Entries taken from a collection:
// ABOUTME: Compliance checks consulted before any message leaves for a carrier
// ABOUTME: Content policy and do-not-disturb lookups are injected; AllowAll is the permissive default

/// Outcome of a content policy check.
#[derive(Debug, Clone, PartialEq, Eq)]
pub struct PolicyVerdict {
    pub allowed: bool,
    pub reason: Option<String>,
}

impl PolicyVerdict {
    pub fn allow() -> Self {
        Self {
            allowed: true,
            reason: None,
        }
    }

    pub fn deny(reason: impl Into<String>) -> Self {
        Self {
            allowed: false,
            reason: Some(reason.into()),
        }
    }
}

/// Decides whether message text may be sent.
pub trait ContentPolicy: Send + Sync {
    fn check(&self, content: &str) -> PolicyVerdict;
}

/// Subscribers who opted out of messages.
pub trait DndRegistry: Send + Sync {
    /// `msisdn` is in international form.
    fn is_blocked(&self, msisdn: &str) -> bool;
}

/// Permits everything.
#[derive(Debug, Clone, Copy, Default)]
pub struct AllowAll;

impl ContentPolicy for AllowAll {
    fn check(&self, _content: &str) -> PolicyVerdict {
        PolicyVerdict::allow()
    }
}

impl DndRegistry for AllowAll {
    fn is_blocked(&self, _msisdn: &str) -> bool {
        false
    }
}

→ **WORK ITEM**: The entries are to be transcribed exactly, each line in full.

→ **EXERCISE OUTPUT**:
// ABOUTME: Compliance checks consulted before any message leaves for a carrier
// ABOUTME: Content policy and do-not-disturb lookups are injected; AllowAll is the permissive default

/// Outcome of a content policy check.
#[derive(Debug, Clone, PartialEq, Eq)]
pub struct PolicyVerdict {
    pub allowed: bool,
    pub reason: Option<String>,
}

impl PolicyVerdict {
    pub fn allow() -> Self {
        Self {
            allowed: true,
            reason: None,
        }
    }

    pub fn deny(reason: impl Into<String>) -> Self {
        Self {
            allowed: false,
            reason: Some(reason.into()),
        }
    }
}

/// Decides whether message text may be sent.
pub trait ContentPolicy: Send + Sync {
    fn check(&self, content: &str) -> PolicyVerdict;
}

/// Subscribers who opted out of messages.
pub trait DndRegistry: Send + Sync {
    /// `msisdn` is in international form.
    fn is_blocked(&self, msisdn: &str) -> bool;
}

/// Permits everything.
#[derive(Debug, Clone, Copy, Default)]
pub struct AllowAll;

impl ContentPolicy for AllowAll {
    fn check(&self, _content: &str) -> PolicyVerdict {
        PolicyVerdict::allow()
    }
}

impl DndRegistry for AllowAll {
    fn is_blocked(&self, _msisdn: &str) -> bool {
        false
    }
}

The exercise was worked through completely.